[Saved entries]

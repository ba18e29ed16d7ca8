use std::fmt;

/// One row of `winget list --upgrade-available` output that has an upgrade.
#[derive(Debug, Clone, PartialEq, Eq)]
pub struct UpgradeCandidate {
    pub id: String,
    /// Display name, may contain spaces
    pub name: String,
    pub current_version: String,
    pub available_version: String,
    /// Origin catalog; empty when the table does not name one
    pub source: String,
}

impl UpgradeCandidate {
    /// `name (current -> available)`, used in notifications and log lines.
    pub fn describe(&self) -> String {
        format!(
            "{} ({} -> {})",
            self.name, self.current_version, self.available_version
        )
    }
}

impl fmt::Display for UpgradeCandidate {
    fn fmt(&self, f: &mut fmt::Formatter<'_>) -> fmt::Result {
        write!(f, "{} [Id: {}]", self.describe(), self.id)?;
        if !self.source.is_empty() {
            write!(f, " from {}", self.source)?;
        }
        Ok(())
    }
}

/// Per-package result of one update cycle.
#[derive(Debug, Clone, PartialEq, Eq)]
pub enum UpgradeOutcome {
    Upgraded,
    Failed(String),
    Skipped,
}

impl UpgradeOutcome {
    pub fn is_failure(&self) -> bool {
        matches!(self, UpgradeOutcome::Failed(_))
    }
}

# [What you have to do]
Scan the entries above and copy each line where "self" occurs.

# [Solution to this exercise]
    pub fn describe(&self) -> String {
            self.name, self.current_version, self.available_version
    fn fmt(&self, f: &mut fmt::Formatter<'_>) -> fmt::Result {
        write!(f, "{} [Id: {}]", self.describe(), self.id)?;
        if !self.source.is_empty() {
            write!(f, " from {}", self.source)?;
    pub fn is_failure(&self) -> bool {
        matches!(self, UpgradeOutcome::Failed(_))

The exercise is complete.